The Thirty-Three-Year Lexicon.

An enjoyable OUPblog post by Elizabeth Knowles, a historical lexicographer and editor of the Oxford Dictionary of Quotations, on how “dictionary projects can famously, and sometimes fatally, overrun”:

In the nineteenth century especially, dictionaries for the more recondite foreign languages of past and present (from Coptic to Sanskrit) were compiled by independent scholars, enthusiasts who were ready to dedicate their lives to a particular project. This may make for an exhaustively comprehensive text; it doesn’t make life easy for a publisher who needs to know when the book is going to be finished. And from the compiler’s point of view, it’s equally difficult. The passion needed to keep you going alone in the study with your pages of manuscript, is also what makes hard to recognize when it’s time to move on to the next entry. (The etymologist W. W. Skeat, who made it a personal rule not to spend more than three hours on one word, is a shining exception.)

The clergyman and scholar Robert Payne Smith’s Syriac Lexicon was signed up in 1859. Peter Sutcliffe in his “Informal History” of Oxford University Press says that it was “thirty-three years in the press and the death of thirty-one compositors,” although it’s not clear quite how the second part of this calculation was made. The files show a number of attempts by the publishers either to rein the dictionary in, or speed up the editor. In 1871, the Delegates came up with a version of performance-related pay, with £50 to be paid on the annual publication of each fascicle. The original files show that “if possible” had been entered and then crossed out—presumably someone had a well-founded scepticism as to any positive effect.

Visit the link for a dramatic photo labeled “large press camera, late nineteenth century” and the story of Lieutenant A. Mears and his 1896 proposal for “A Russian-English and English-Russian Military Vocabulary” (not accepted); in other Syriac news, Turkmen, Syriac and Asuri have been added to the official languages of Iraq. (Thanks for the links, Paul!)

Comments

  1. Sutcliffe’s Informal History is full of good stories, like the compositor who sent along queries on the Rig Veda proofs, even though he knew no Sanskrit, when the motions didn’t fit the patterns he’d learned. (But three volumes of history for the press seems like it might be a bit much.)

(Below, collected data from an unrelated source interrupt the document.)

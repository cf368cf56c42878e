//! API error types

use axum::{
    Json,
    http::StatusCode,
    response::{IntoResponse, Response},
};
use serde::Serialize;
use thiserror::Error;

/// API error type
#[derive(Error, Debug)]
pub enum ApiError {
    #[error("Not found: {0}")]
    NotFound(String),

    #[error("Bad request: {0}")]
    BadRequest(String),

    #[error("Conflict: {0}")]
    Conflict(String),

    #[error("Internal error: {0}")]
    Internal(String),
}

impl ApiError {
    pub fn not_found(msg: impl Into<String>) -> Self {
        Self::NotFound(msg.into())
    }

    pub fn conflict(msg: impl Into<String>) -> Self {
        Self::Conflict(msg.into())
    }

    pub fn status(&self) -> StatusCode {
        match self {
            ApiError::NotFound(_) => StatusCode::NOT_FOUND,
            ApiError::BadRequest(_) => StatusCode::BAD_REQUEST,
            ApiError::Conflict(_) => StatusCode::CONFLICT,
            ApiError::Internal(_) => StatusCode::INTERNAL_SERVER_ERROR,
        }
    }
}

/// Error response body
#[derive(Serialize)]
struct ErrorResponse {
    error: String,
    message: String,
}

impl IntoResponse for ApiError {
    fn into_response(self) -> Response {
        let (error_type, message) = match &self {
            ApiError::NotFound(msg) => ("not_found", msg.clone()),
            ApiError::BadRequest(msg) => ("bad_request", msg.clone()),
            ApiError::Conflict(msg) => ("conflict", msg.clone()),
            ApiError::Internal(msg) => ("internal_error", msg.clone()),
        };

        let body = Json(ErrorResponse {
            error: error_type.into(),
            message,
        });

        (self.status(), body).into_response()
    }
}

impl From<gcs_core::CoreError> for ApiError {
    fn from(err: gcs_core::CoreError) -> Self {
        match err {
            gcs_core::CoreError::MissionNotFound(id) => ApiError::NotFound(format!("mission {}", id)),
            other => ApiError::BadRequest(other.to_string()),
        }
    }
}

impl From<prometheus::Error> for ApiError {
    fn from(err: prometheus::Error) -> Self {
        ApiError::Internal(err.to_string())
    }
}
//! # GCS Sim - Telemetry Simulation Engine
//!
//! Synthesises a believable stream of drone telemetry for the ground-control
//! dashboard while a survey mission runs.
//!
//! ## Features
//! - Loiter kinematics around a home position with bounded attitude jitter
//! - Mission battery drain and an independent standby drain
//! - Periodic standing-water site detections on a fixed 25 s cycle
//! - Append-only flight track, handed over with the detection log on mission end
//! - Best-effort home lookup with a fallback coordinate
//!
//! The per-tick logic is a pure fold over [`SimState`]; [`SimulationDriver`]
//! owns the timer, the lock and the publication channels.

pub mod clock;
pub mod config;
pub mod detection;
pub mod driver;
pub mod error;
pub mod events;
pub mod kinematics;
pub mod location;
pub mod power;
pub mod state;
pub mod track;

pub use clock::{ClockReading, IdleClock};
pub use config::{DetectionConfig, PowerConfig, SimConfig};
pub use detection::DetectorState;
pub use driver::{EngineStats, SimulationDriver};
pub use error::{LocationError, SimError, SimResult};
pub use events::EventBus;
pub use location::{FixedLocation, LocationProvider, NoLocation};
pub use state::{Effect, SimState, Transition};
pub use track::FlightTrack;
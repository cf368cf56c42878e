//! Error types for the ground-control system

use thiserror::Error;

/// Core error type for the ground-control system
#[derive(Error, Debug)]
pub enum CoreError {
    #[error("Mission not found: {0}")]
    MissionNotFound(String),

    #[error("Invalid position: latitude={lat}, longitude={lon}")]
    InvalidPosition { lat: f64, lon: f64 },

    #[error("Invalid flight mode: {0}")]
    InvalidFlightMode(String),

    #[error("Invalid site category: {0}")]
    InvalidSiteCategory(String),

    #[error("Configuration error: {0}")]
    Configuration(String),
}

impl CoreError {
    pub fn mission_not_found(id: impl Into<String>) -> Self {
        Self::MissionNotFound(id.into())
    }

    pub fn invalid_position(lat: f64, lon: f64) -> Self {
        Self::InvalidPosition { lat, lon }
    }

    pub fn configuration(msg: impl Into<String>) -> Self {
        Self::Configuration(msg.into())
    }
}

pub type CoreResult<T> = Result<T, CoreError>;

  2. Asuri is an Austro-Asiatic language of India, distantly related to Vietnamese and Khmer. I think they meant Azeri.

  3. @ John Cowan: I assume its Assyrian Neo-Aramaic, also known as Aššuri or Assuri, which was historically spoken in Northern Iraq; I haven’t heard of any significant Azeri minority in Iraq.

  4. Charles Perry says

    But Syriac is also accepted as a language, and Syriac is the language of the Assyrian Christians. If Asuri doesn’t mean Azeri, the only reason I can think of is that for confessional reasons the dialect of the Catholic Chaldeans is being distinguished from the dialect of the Nestorian Assyrians.

  5. The gold medal in Slow Lexicography probably goes to the Pune Sanskrit Dictionary, which was begun in 1948 and is still in a.

  6. J. W. Brewer says

    @ Charles Perry, wikipedia alleges “Assyrian Neo-Aramaic is to a considerable extent mutually intelligible with Chaldean Neo-Aramaic . . . [citation needed]” So perhaps “Syriac” in the somewhat ESLish news source = the Chaldean variety and “Asuri” = the Assyrian? Wikipedia didn’t tell me in two minutes browsing whether these two varieties have two different literary standards (which might be relevant to how you do the counting for “official-language” purposes), and I don’t have time right now to dig deeper into that question.

  7. It appears that Arthur Mears was successful with publishing his
    dictionary, after all! At least Google Books is aware of it:
    Arthur MEARS, English and Russian Military Vocabulary, London, 1898. 127 pages.

    The text of the dictionary is not available for viewing on Google Books, but here’s a contemporary one-page review by Arthur A. Sykes. It is mentioned elsewhere that the cloth-bound volume, published by David Nutt, could be purchased for 5 shillings.

  8. David Eddyshaw says

    By a remarkable coincidence, I just came across a footnote in Noeldeke’s “Syrische Grammatik” complaining that the imperfect verb forms given by Payne -Smith “sind nicht alle beglaubigt: einige entschieden unrichtig” (“are not all authenticated, some definitely wrong”) , so taking a long time may not always be a surefire way to accuracy.

  9. I’m guessing “Turkmen” in the list of official languages means “Turkish” — from Wikipedia and elsewhere (e.g. kerkuk dot net) it looks like Iraqi Turkmens use standard Anatolian Turkish as their written language.